What to produce:
Find and copy each line of the records where the string "acct" shows up.

[Collected data entries]
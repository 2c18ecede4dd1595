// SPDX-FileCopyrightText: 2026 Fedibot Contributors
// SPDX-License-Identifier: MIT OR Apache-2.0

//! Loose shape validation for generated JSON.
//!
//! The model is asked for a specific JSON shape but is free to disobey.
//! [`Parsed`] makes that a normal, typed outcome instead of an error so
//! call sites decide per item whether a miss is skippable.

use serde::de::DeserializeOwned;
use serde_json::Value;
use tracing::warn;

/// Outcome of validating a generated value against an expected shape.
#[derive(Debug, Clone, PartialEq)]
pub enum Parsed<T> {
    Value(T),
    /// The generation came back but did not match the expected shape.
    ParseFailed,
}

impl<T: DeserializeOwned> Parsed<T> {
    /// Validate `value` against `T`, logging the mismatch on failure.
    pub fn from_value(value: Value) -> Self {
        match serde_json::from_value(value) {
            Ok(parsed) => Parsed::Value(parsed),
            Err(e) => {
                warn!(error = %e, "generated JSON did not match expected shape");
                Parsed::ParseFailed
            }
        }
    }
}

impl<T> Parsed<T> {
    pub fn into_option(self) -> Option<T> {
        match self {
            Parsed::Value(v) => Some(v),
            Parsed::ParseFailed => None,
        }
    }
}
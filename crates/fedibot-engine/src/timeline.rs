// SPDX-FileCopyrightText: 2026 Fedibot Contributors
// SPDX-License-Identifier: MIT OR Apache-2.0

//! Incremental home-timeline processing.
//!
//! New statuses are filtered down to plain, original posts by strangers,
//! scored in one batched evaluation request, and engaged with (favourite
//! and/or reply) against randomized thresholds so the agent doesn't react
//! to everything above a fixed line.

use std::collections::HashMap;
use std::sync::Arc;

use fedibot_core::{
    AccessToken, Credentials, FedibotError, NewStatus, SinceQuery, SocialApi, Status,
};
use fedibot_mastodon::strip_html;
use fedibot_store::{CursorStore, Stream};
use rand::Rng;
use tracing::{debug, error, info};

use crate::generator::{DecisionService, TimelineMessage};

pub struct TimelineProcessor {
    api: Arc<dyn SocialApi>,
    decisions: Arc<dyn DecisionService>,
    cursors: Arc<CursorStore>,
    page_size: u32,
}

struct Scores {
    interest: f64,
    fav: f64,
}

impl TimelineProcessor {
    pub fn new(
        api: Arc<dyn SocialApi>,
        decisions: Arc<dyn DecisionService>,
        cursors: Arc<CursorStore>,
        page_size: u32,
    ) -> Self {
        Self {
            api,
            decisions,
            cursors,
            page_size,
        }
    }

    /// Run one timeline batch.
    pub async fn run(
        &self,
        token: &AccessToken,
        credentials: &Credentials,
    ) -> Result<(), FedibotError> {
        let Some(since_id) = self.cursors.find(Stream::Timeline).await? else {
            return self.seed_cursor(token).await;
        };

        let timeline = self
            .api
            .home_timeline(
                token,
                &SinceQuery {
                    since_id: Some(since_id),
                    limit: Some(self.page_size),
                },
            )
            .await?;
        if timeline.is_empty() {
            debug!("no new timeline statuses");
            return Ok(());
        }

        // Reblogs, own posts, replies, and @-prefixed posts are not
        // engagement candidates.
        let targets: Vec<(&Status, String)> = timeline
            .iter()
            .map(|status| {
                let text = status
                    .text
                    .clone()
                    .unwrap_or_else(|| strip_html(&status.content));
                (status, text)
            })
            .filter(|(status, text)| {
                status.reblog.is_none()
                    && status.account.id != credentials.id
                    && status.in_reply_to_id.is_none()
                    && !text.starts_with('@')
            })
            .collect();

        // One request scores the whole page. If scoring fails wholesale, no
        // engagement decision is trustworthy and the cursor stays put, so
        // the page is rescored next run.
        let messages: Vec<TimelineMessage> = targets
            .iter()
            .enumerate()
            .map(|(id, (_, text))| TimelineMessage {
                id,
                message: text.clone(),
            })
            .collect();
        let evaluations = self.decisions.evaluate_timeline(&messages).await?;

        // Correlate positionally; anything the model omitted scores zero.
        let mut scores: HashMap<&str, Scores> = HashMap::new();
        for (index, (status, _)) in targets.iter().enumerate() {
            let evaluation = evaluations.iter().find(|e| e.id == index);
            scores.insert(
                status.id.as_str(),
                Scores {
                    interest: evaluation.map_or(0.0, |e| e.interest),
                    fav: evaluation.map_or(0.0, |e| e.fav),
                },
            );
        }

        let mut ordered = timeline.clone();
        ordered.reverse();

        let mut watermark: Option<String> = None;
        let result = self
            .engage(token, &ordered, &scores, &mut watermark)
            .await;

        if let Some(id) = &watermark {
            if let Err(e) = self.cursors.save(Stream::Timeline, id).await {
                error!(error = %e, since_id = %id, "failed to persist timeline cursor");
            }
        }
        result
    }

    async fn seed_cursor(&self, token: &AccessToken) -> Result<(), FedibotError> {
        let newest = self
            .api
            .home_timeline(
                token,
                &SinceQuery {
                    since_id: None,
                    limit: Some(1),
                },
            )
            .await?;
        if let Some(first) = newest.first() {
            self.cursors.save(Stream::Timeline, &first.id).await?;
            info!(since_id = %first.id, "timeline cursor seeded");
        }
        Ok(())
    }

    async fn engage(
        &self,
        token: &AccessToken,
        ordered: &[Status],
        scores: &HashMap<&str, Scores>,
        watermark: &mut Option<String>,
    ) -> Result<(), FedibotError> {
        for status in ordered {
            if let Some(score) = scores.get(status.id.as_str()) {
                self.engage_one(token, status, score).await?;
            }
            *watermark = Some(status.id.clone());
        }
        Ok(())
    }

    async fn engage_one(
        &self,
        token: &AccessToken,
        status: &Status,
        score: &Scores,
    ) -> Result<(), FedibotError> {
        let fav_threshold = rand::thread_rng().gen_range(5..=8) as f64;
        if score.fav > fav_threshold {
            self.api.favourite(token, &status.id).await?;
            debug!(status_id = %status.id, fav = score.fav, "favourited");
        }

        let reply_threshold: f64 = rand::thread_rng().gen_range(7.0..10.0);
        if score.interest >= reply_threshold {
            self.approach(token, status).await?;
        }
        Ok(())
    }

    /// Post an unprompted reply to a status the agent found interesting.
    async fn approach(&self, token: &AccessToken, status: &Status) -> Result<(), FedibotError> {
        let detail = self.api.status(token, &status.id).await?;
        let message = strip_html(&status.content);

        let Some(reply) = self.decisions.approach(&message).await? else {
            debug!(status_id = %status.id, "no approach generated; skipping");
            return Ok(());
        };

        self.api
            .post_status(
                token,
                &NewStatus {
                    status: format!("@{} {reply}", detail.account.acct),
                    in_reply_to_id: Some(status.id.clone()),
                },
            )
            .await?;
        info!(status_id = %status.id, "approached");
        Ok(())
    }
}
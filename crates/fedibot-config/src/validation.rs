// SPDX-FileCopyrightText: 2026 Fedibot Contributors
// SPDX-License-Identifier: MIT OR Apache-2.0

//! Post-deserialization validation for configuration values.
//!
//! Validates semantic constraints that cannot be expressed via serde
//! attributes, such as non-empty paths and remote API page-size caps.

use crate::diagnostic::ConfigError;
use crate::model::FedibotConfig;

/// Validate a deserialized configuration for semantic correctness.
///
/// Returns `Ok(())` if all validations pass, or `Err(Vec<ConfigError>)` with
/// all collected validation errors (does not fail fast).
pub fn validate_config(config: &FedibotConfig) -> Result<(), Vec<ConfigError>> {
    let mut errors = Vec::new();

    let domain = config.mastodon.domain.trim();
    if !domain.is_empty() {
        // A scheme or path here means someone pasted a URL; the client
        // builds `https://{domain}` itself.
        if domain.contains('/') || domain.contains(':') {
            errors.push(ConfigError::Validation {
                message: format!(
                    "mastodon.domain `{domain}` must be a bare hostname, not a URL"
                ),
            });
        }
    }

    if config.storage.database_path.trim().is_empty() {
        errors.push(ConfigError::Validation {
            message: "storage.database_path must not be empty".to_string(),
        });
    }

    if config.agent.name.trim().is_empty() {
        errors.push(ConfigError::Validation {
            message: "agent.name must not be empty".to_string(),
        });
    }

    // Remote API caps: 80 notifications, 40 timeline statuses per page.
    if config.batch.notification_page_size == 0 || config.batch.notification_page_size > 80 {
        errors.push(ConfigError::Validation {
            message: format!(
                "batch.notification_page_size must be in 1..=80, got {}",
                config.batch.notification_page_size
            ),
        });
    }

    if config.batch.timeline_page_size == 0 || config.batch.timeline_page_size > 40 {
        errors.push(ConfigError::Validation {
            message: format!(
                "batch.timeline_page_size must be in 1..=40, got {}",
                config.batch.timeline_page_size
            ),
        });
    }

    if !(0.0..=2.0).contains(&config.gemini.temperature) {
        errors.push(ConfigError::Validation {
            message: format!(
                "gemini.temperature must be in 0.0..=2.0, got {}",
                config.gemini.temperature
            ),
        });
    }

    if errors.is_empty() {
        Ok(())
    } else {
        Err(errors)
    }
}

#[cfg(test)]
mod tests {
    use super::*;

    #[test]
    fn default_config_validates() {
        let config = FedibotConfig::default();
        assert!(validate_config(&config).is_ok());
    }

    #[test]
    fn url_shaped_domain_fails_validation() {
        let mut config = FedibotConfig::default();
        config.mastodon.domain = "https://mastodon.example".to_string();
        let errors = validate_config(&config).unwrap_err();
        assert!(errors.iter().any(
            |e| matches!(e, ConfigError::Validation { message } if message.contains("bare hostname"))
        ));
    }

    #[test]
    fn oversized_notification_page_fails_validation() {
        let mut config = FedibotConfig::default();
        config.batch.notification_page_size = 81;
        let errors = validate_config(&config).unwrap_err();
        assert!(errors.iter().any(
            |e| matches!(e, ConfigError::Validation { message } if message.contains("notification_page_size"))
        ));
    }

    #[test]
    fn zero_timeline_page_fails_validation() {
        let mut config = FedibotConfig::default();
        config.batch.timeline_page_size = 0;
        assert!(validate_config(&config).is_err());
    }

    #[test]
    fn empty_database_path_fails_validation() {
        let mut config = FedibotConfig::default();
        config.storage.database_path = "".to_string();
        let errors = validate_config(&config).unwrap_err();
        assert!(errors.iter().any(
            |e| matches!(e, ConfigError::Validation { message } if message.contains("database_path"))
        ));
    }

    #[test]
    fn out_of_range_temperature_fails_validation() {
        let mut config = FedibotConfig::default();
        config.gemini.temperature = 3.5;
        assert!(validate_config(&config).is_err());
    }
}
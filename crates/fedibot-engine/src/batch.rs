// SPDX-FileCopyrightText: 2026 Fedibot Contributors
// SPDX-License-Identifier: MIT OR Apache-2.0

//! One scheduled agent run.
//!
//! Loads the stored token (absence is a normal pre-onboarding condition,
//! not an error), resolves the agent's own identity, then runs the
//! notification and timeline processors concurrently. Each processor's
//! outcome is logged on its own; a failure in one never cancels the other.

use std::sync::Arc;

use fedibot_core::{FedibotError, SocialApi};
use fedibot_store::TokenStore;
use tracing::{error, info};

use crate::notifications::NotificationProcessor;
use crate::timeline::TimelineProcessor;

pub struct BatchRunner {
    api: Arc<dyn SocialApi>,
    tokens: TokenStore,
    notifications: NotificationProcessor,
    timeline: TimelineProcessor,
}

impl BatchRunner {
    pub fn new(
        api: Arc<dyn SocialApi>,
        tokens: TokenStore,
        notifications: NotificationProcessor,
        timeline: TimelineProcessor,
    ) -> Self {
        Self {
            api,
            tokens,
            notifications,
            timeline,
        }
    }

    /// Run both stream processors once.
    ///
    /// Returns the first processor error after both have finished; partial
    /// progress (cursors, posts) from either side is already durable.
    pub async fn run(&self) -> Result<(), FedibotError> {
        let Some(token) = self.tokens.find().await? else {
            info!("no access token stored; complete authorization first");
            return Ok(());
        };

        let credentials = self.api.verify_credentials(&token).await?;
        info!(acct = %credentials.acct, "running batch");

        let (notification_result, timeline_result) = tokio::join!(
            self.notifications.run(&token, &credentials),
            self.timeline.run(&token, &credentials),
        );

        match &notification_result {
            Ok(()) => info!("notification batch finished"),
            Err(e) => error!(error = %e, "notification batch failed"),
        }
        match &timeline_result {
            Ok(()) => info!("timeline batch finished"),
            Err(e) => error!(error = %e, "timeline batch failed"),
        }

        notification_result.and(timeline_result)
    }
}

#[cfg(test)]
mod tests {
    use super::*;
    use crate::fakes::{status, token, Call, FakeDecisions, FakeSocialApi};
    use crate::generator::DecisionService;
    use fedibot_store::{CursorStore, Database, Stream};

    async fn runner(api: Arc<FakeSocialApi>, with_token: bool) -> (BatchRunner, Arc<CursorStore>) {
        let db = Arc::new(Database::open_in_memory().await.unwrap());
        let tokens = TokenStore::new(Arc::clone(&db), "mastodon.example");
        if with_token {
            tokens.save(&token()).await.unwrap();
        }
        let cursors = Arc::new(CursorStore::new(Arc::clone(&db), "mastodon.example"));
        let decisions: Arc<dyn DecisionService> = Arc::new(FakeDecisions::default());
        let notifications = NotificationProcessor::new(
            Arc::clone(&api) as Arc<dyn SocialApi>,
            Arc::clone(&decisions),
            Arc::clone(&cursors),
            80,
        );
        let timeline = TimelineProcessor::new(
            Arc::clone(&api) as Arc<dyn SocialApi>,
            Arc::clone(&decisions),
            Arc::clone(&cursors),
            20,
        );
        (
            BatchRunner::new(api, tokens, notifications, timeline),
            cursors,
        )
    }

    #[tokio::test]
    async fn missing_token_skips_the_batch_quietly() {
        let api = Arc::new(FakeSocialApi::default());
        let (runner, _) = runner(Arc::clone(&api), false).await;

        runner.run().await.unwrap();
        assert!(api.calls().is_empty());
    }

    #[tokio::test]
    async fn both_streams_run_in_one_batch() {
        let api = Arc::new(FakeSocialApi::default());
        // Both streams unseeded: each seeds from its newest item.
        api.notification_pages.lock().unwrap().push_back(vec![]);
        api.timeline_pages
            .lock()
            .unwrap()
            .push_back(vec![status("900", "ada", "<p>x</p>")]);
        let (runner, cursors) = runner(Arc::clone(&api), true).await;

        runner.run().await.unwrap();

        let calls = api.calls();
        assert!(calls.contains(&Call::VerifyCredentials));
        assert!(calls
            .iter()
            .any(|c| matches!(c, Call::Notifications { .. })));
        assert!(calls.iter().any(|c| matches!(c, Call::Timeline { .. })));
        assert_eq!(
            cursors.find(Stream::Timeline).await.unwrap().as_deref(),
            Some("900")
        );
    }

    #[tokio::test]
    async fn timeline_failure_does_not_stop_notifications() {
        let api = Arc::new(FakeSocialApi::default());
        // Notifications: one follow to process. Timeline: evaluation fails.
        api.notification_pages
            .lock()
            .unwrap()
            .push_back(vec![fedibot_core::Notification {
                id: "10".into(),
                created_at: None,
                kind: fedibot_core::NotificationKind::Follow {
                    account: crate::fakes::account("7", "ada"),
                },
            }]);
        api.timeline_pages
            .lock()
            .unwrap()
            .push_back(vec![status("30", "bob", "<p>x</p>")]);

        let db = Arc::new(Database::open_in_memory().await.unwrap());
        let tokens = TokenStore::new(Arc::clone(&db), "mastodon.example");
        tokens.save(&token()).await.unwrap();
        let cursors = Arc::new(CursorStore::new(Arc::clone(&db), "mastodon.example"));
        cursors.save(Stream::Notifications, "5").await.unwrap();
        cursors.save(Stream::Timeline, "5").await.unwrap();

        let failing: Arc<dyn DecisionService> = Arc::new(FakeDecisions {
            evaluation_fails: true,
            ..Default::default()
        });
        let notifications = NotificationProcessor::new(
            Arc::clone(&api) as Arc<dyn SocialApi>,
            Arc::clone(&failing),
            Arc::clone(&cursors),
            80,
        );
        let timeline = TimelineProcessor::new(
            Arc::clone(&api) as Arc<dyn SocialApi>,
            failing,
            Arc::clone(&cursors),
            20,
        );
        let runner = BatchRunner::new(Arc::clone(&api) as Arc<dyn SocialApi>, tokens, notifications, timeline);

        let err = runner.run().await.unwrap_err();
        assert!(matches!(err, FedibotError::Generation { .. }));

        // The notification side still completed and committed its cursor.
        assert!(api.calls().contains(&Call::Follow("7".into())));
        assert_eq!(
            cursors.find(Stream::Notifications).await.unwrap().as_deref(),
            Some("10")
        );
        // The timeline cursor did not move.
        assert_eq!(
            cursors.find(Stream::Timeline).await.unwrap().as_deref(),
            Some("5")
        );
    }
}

Answer to the problem:
                    status: format!("@{} {reply}", detail.account.acct),
        info!(acct = %credentials.acct, "running batch");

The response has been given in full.